FAQ

Find answers to some of the more frequently asked questions on the Forums.

Forums guidelines

Our guidelines keep the Forums a safe place for people to share and learn information.

Family issues/brother’s GF

shanna_d
Community Member
Today was so upsetting for me. I was ganged up on by my own brother and his GF. His GF always points out things I do wrong which I don’t, and I’m always helping out whenever I can. My brother has since changed since his GF came into the picture. She is very manipulative and gets him on her side to turn against me. I’ve tried so hard to be nice to her and once I thought she was being nice to me too, but now I realise it was all just to get in with the family. I don’t know how to feel right now. I was bullied enough at school. But I never thought my own flesh and blood would turn on me the way he did just to please his GF. Before she came along, he used to back me up 100%. He would defend me and get really mad if someone gave me a hard time. I haven’t done anything wrong. Yet they both ganged up on me for no reason at all. She has mental illness, medical problems, family issues etc and i feel bad for her, but that’s not my fault. We welcomed her into our home because of her family issues, but now it doesn’t seem very good anymore. Each week his GF would say bad things to me and my mum can count the amounts of things she says to me on one hand. She blew up at her today because of it and confronted them both. I was in tears the whole time.

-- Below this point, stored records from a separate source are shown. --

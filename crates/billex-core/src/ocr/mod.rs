//! OCR collaborator: image preprocessing and text recognition.

mod preprocessing;
#[cfg(feature = "native")]
mod pure_engine;

pub use preprocessing::ImagePreprocessor;
#[cfg(feature = "native")]
pub use pure_engine::PureOcrEngine;

use image::DynamicImage;
use serde::{Deserialize, Serialize};

use crate::error::OcrError;
use crate::models::line::TextLine;

/// Vertical distance (pixels) within which boxes are read as one line.
pub const DEFAULT_LINE_TOLERANCE: f32 = 20.0;

/// Anything that turns an image into recognized text boxes.
pub trait TextRecognizer {
    fn recognize(&self, image: &DynamicImage) -> Result<OcrResult, OcrError>;
}

/// A detected text box with its coordinates and content.
#[derive(Debug, Clone, Serialize, Deserialize)]
pub struct TextBox {
    /// Bounding box coordinates (x1, y1, x2, y2, x3, y3, x4, y4) for quadrilateral.
    pub bbox: [f32; 8],

    /// Recognized text content.
    pub text: String,

    /// Recognition confidence score (0.0 - 1.0).
    pub confidence: f32,
}

impl TextBox {
    pub fn new(text: impl Into<String>, bbox: [f32; 8], confidence: f32) -> Self {
        Self {
            bbox,
            text: text.into(),
            confidence,
        }
    }

    /// Axis-aligned box from its corners.
    pub fn from_rect(text: impl Into<String>, x1: f32, y1: f32, x2: f32, y2: f32) -> Self {
        Self::new(text, [x1, y1, x2, y1, x2, y2, x1, y2], 1.0)
    }

    /// Get the center point of the bounding box.
    pub fn center(&self) -> (f32, f32) {
        let x = (self.bbox[0] + self.bbox[2] + self.bbox[4] + self.bbox[6]) / 4.0;
        let y = (self.bbox[1] + self.bbox[3] + self.bbox[5] + self.bbox[7]) / 4.0;
        (x, y)
    }

    /// Get the axis-aligned bounding rectangle.
    pub fn rect(&self) -> (f32, f32, f32, f32) {
        let xs = [self.bbox[0], self.bbox[2], self.bbox[4], self.bbox[6]];
        let ys = [self.bbox[1], self.bbox[3], self.bbox[5], self.bbox[7]];

        let min_x = xs.iter().cloned().fold(f32::INFINITY, f32::min);
        let max_x = xs.iter().cloned().fold(f32::NEG_INFINITY, f32::max);
        let min_y = ys.iter().cloned().fold(f32::INFINITY, f32::min);
        let max_y = ys.iter().cloned().fold(f32::NEG_INFINITY, f32::max);

        (min_x, min_y, max_x, max_y)
    }
}

/// Result of OCR processing on an image.
#[derive(Debug, Clone, Default, Serialize, Deserialize)]
pub struct OcrResult {
    /// Detected and recognized text boxes.
    pub boxes: Vec<TextBox>,

    /// Processing time in milliseconds.
    pub processing_time_ms: u64,

    /// Image dimensions (width, height).
    pub image_size: (u32, u32),
}

impl OcrResult {
    /// Create an empty result.
    pub fn empty(width: u32, height: u32) -> Self {
        Self {
            boxes: Vec::new(),
            processing_time_ms: 0,
            image_size: (width, height),
        }
    }

    /// Sort boxes by reading order (top-to-bottom, left-to-right).
    pub fn sort_by_reading_order(&mut self, tolerance: f32) {
        let tolerance = tolerance.max(1.0);

        self.boxes.sort_by(|a, b| {
            let (ax, ay, _, _) = a.rect();
            let (bx, by, _, _) = b.rect();

            let row_a = (ay / tolerance) as i32;
            let row_b = (by / tolerance) as i32;

            row_a
                .cmp(&row_b)
                .then(ax.partial_cmp(&bx).unwrap_or(std::cmp::Ordering::Equal))
        });
    }

    /// Group boxes into text lines.
    ///
    /// A box joins the current line when its vertical center is within
    /// `tolerance` of the line's first box; boxes on a line are joined left to
    /// right with a space.
    pub fn lines(&self, tolerance: f32) -> Vec<TextLine> {
        let mut boxes: Vec<&TextBox> = self.boxes.iter().filter(|b| !b.text.trim().is_empty()).collect();
        boxes.sort_by(|a, b| a.center().1.partial_cmp(&b.center().1).unwrap_or(std::cmp::Ordering::Equal));

        let mut rows: Vec<Vec<&TextBox>> = Vec::new();
        for text_box in boxes {
            let y = text_box.center().1;
            match rows.last_mut() {
                Some(row) if (y - row[0].center().1).abs() < tolerance => row.push(text_box),
                _ => rows.push(vec![text_box]),
            }
        }

        rows.into_iter()
            .enumerate()
            .map(|(index, mut row)| {
                row.sort_by(|a, b| a.rect().0.partial_cmp(&b.rect().0).unwrap_or(std::cmp::Ordering::Equal));

                let text = row.iter().map(|b| b.text.trim()).collect::<Vec<_>>().join(" ");
                let bounds = row.iter().map(|b| b.rect()).fold(
                    (f32::INFINITY, f32::INFINITY, f32::NEG_INFINITY, f32::NEG_INFINITY),
                    |acc, r| (acc.0.min(r.0), acc.1.min(r.1), acc.2.max(r.2), acc.3.max(r.3)),
                );

                TextLine::new(index, text).with_bbox([bounds.0, bounds.1, bounds.2, bounds.3])
            })
            .collect()
    }
}

#[cfg(test)]
mod tests {
    use super::*;
    use pretty_assertions::assert_eq;

    fn result(boxes: Vec<TextBox>) -> OcrResult {
        OcrResult {
            boxes,
            ..OcrResult::empty(400, 200)
        }
    }

    #[test]
    fn test_boxes_on_one_row_form_one_line() {
        let ocr = result(vec![
            TextBox::from_rect("40", 200.0, 52.0, 230.0, 70.0),
            TextBox::from_rect("Milk", 10.0, 50.0, 60.0, 68.0),
            TextBox::from_rect("ACME RETAIL STORE", 10.0, 5.0, 200.0, 25.0),
        ]);
        let lines = ocr.lines(DEFAULT_LINE_TOLERANCE);

        let texts: Vec<&str> = lines.iter().map(|l| l.text.as_str()).collect();
        assert_eq!(texts, vec!["ACME RETAIL STORE", "Milk 40"]);
        assert_eq!(lines[1].index, 1);
        assert_eq!(lines[1].bbox, Some([10.0, 50.0, 230.0, 70.0]));
    }

    #[test]
    fn test_blank_boxes_are_skipped() {
        let ocr = result(vec![TextBox::from_rect("  ", 0.0, 0.0, 10.0, 10.0)]);
        assert!(ocr.lines(DEFAULT_LINE_TOLERANCE).is_empty());
    }

    #[test]
    fn test_reading_order() {
        let mut ocr = result(vec![
            TextBox::from_rect("second", 10.0, 100.0, 50.0, 120.0),
            TextBox::from_rect("b", 60.0, 5.0, 80.0, 15.0),
            TextBox::from_rect("a", 10.0, 5.0, 30.0, 15.0),
        ]);
        ocr.sort_by_reading_order(DEFAULT_LINE_TOLERANCE);

        let texts: Vec<&str> = ocr.boxes.iter().map(|b| b.text.as_str()).collect();
        assert_eq!(texts, vec!["a", "b", "second"]);
    }
}
//! Error types for the billex-core library.

use std::path::PathBuf;

use serde::Serialize;
use thiserror::Error;

/// Main error type for the billex library.
///
/// Only input and collaborator failures live here. A field the extractors
/// cannot find is not an error; it ends up as `null` in the record.
#[derive(Error, Debug)]
pub enum BillexError {
    /// The referenced input image does not exist.
    #[error("input image not found: {}", .0.display())]
    InputMissing(PathBuf),

    /// OCR processing error.
    #[error("OCR error: {0}")]
    Ocr(#[from] OcrError),

    /// Image decoding error.
    #[error("image error: {0}")]
    Image(#[from] image::ImageError),

    /// I/O error.
    #[error("I/O error: {0}")]
    Io(#[from] std::io::Error),

    /// Configuration error.
    #[error("configuration error: {0}")]
    Config(String),
}

/// Errors raised by the OCR collaborator.
#[derive(Error, Debug)]
pub enum OcrError {
    /// Failed to load OCR models.
    #[error("failed to load model: {0}")]
    ModelLoad(String),

    /// Text recognition failed.
    #[error("text recognition failed: {0}")]
    Recognition(String),

    /// Image preprocessing failed.
    #[error("preprocessing failed: {0}")]
    Preprocessing(String),

    /// Invalid image format or dimensions.
    #[error("invalid image: {0}")]
    InvalidImage(String),
}

/// Category of a failure reported in-band to the caller.
#[derive(Debug, Clone, Copy, PartialEq, Eq, Serialize)]
#[serde(rename_all = "snake_case")]
pub enum ErrorKind {
    /// The input path does not exist.
    InputMissing,
    /// The OCR collaborator (or image decoding in front of it) failed.
    CollaboratorFailure,
    /// Anything else, such as a bad configuration.
    Internal,
}

/// Serializable error object returned instead of a record.
#[derive(Debug, Clone, PartialEq, Eq, Serialize)]
pub struct ErrorReport {
    /// Human readable message, including the underlying cause.
    pub error: String,
    /// Failure category.
    pub kind: ErrorKind,
}

impl BillexError {
    /// Classify the error.
    pub fn kind(&self) -> ErrorKind {
        match self {
            BillexError::InputMissing(_) => ErrorKind::InputMissing,
            BillexError::Ocr(_) | BillexError::Image(_) | BillexError::Io(_) => {
                ErrorKind::CollaboratorFailure
            }
            BillexError::Config(_) => ErrorKind::Internal,
        }
    }

    /// Convert into the in-band error object.
    pub fn report(&self) -> ErrorReport {
        ErrorReport {
            error: self.to_string(),
            kind: self.kind(),
        }
    }
}

/// Result type for the billex library.
pub type Result<T> = std::result::Result<T, BillexError>;
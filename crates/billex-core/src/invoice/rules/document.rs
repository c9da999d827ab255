//! Document-level fields: title, currency, total quantity.

use rust_decimal::Decimal;
use std::str::FromStr;

use crate::models::line::TextLine;

use super::patterns::{CURRENCY_MARKER, INVOICE_TYPE, QUANTITY_WITH_UNIT, TOTAL_WORD};
use super::{ExtractionMatch, FieldExtractor};

/// Document title extractor ("Tax Invoice", "Bill of Supply", ...).
pub struct InvoiceTypeExtractor;

impl InvoiceTypeExtractor {
    pub fn new() -> Self {
        Self
    }
}

impl Default for InvoiceTypeExtractor {
    fn default() -> Self {
        Self::new()
    }
}

impl FieldExtractor for InvoiceTypeExtractor {
    type Output = ExtractionMatch<String>;

    fn extract_all(&self, lines: &[TextLine]) -> Vec<Self::Output> {
        lines
            .iter()
            .filter_map(|line| {
                let caps = INVOICE_TYPE.captures(&line.text)?;
                Some(ExtractionMatch::new(title_case(&caps[1]), line.index, &caps[0]))
            })
            .collect()
    }
}

fn title_case(phrase: &str) -> String {
    phrase
        .split_whitespace()
        .map(|word| {
            let lower = word.to_lowercase();
            if lower == "of" {
                return lower;
            }
            let mut chars = lower.chars();
            match chars.next() {
                Some(first) => first.to_uppercase().chain(chars).collect(),
                None => String::new(),
            }
        })
        .collect::<Vec<_>>()
        .join(" ")
}

/// Currency marker extractor. Every marker it knows denotes Indian rupees.
pub struct CurrencyExtractor;

impl CurrencyExtractor {
    pub fn new() -> Self {
        Self
    }
}

impl Default for CurrencyExtractor {
    fn default() -> Self {
        Self::new()
    }
}

impl FieldExtractor for CurrencyExtractor {
    type Output = ExtractionMatch<String>;

    fn extract_all(&self, lines: &[TextLine]) -> Vec<Self::Output> {
        lines
            .iter()
            .filter_map(|line| {
                let m = CURRENCY_MARKER.find(&line.text)?;
                Some(ExtractionMatch::new("INR".to_string(), line.index, m.as_str()))
            })
            .collect()
    }
}

/// Quantity printed on a total line, e.g. `Total 5 Nos 1180.00`.
pub struct QuantityExtractor;

impl QuantityExtractor {
    pub fn new() -> Self {
        Self
    }
}

impl Default for QuantityExtractor {
    fn default() -> Self {
        Self::new()
    }
}

impl FieldExtractor for QuantityExtractor {
    type Output = ExtractionMatch<Decimal>;

    fn extract_all(&self, lines: &[TextLine]) -> Vec<Self::Output> {
        lines
            .iter()
            .filter(|line| TOTAL_WORD.is_match(&line.text))
            .filter_map(|line| {
                let caps = QUANTITY_WITH_UNIT.captures(&line.text)?;
                let quantity = Decimal::from_str(&caps[1]).ok()?;
                Some(ExtractionMatch::new(quantity, line.index, &caps[0]))
            })
            .collect()
    }
}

My dad was angry too. But my brother defended her and not me. Even though deep down he knew my mum was right about how she was treating me. It was horrible. I’m shocked and I have no idea how to feel right now. I’ve been so kind to her. But she doesn’t seem to care. I don’t know what’s going to happen now and I’m scared. I’m upset and I don’t know what’s going to end up happening. We’ve all been through enough already. My mum was in and out of hospital last year because she was ill, and this year our dog has something wrong with his eyes and has to see the vet, which only makes my anxiety even worse. Plus we are struggling financially sometimes and I’m trying to find a job. I just want brighter days ahead. Because right now it feels like a giant dark cloud just hung over us and doesn’t want to go. That explains the weather today too, ironically. If there’s a light at the end of the tunnel I can’t seem to find it right now. I’m praying we get closer to it soon. But I don’t know when that will be. All I can do is hold my breath and pray. Which is what I do every day.
2 Replies 2

white knight
Community Champion
Community Champion

Hi, welcome

The introduction of an inlaw or GF/BF to a family can result in conflict due to various reasons and I've experienced that myself with my first eifes family. I got engaged to the youngest of 5 siblings and upset two GF's of brothers because, they wanted to be engaged first. Yes, jealousy is far underrated as its never admitted so you rarely identify that as a reason.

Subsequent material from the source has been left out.